• Instructions to follow: Find every line of the listing below where "entries" appears, and copy it.

**********

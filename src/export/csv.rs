//! CSV formatter for history entries.

use std::io::Write;

use crate::error::RewriteError;
use crate::history::HistoryEntry;

use super::io_error;

const HEADER: [&str; 7] = [
    "timestamp",
    "tone",
    "language",
    "original",
    "rewritten",
    "source_model",
    "succeeded",
];

/// Writes entries as comma-separated values with a header row.
///
/// Fields containing a comma, double quote, or line break are quoted, with
/// embedded quotes doubled. Rows end with CRLF.
///
/// # Errors
///
/// Returns [`RewriteError::Io`] if writing to the output fails.
pub fn write_csv<W: Write>(writer: &mut W, entries: &[HistoryEntry]) -> Result<(), RewriteError> {
    write_row(writer, &HEADER)?;
    for entry in entries {
        let timestamp = entry.timestamp.to_rfc3339();
        let succeeded = entry.succeeded.to_string();
        write_row(
            writer,
            &[
                timestamp.as_str(),
                entry.tone.as_str(),
                entry.language.as_str(),
                entry.original.as_str(),
                entry.rewritten.as_str(),
                entry.source_model.as_str(),
                succeeded.as_str(),
            ],
        )?;
    }
    Ok(())
}

fn write_row<W: Write>(writer: &mut W, fields: &[&str]) -> Result<(), RewriteError> {
    let row = fields
        .iter()
        .map(|field| escape_field(field))
        .collect::<Vec<_>>()
        .join(",");
    write!(writer, "{row}\r\n").map_err(|e| io_error(&e))
}

fn escape_field(field: &str) -> String {
    if field.contains([',', '"', '\n', '\r']) {
        format!("\"{}\"", field.replace('"', "\"\""))
    } else {
        field.to_owned()
    }
}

**********

• Exercise result:
//! CSV formatter for history entries.
/// Writes entries as comma-separated values with a header row.
pub fn write_csv<W: Write>(writer: &mut W, entries: &[HistoryEntry]) -> Result<(), RewriteError> {
    for entry in entries {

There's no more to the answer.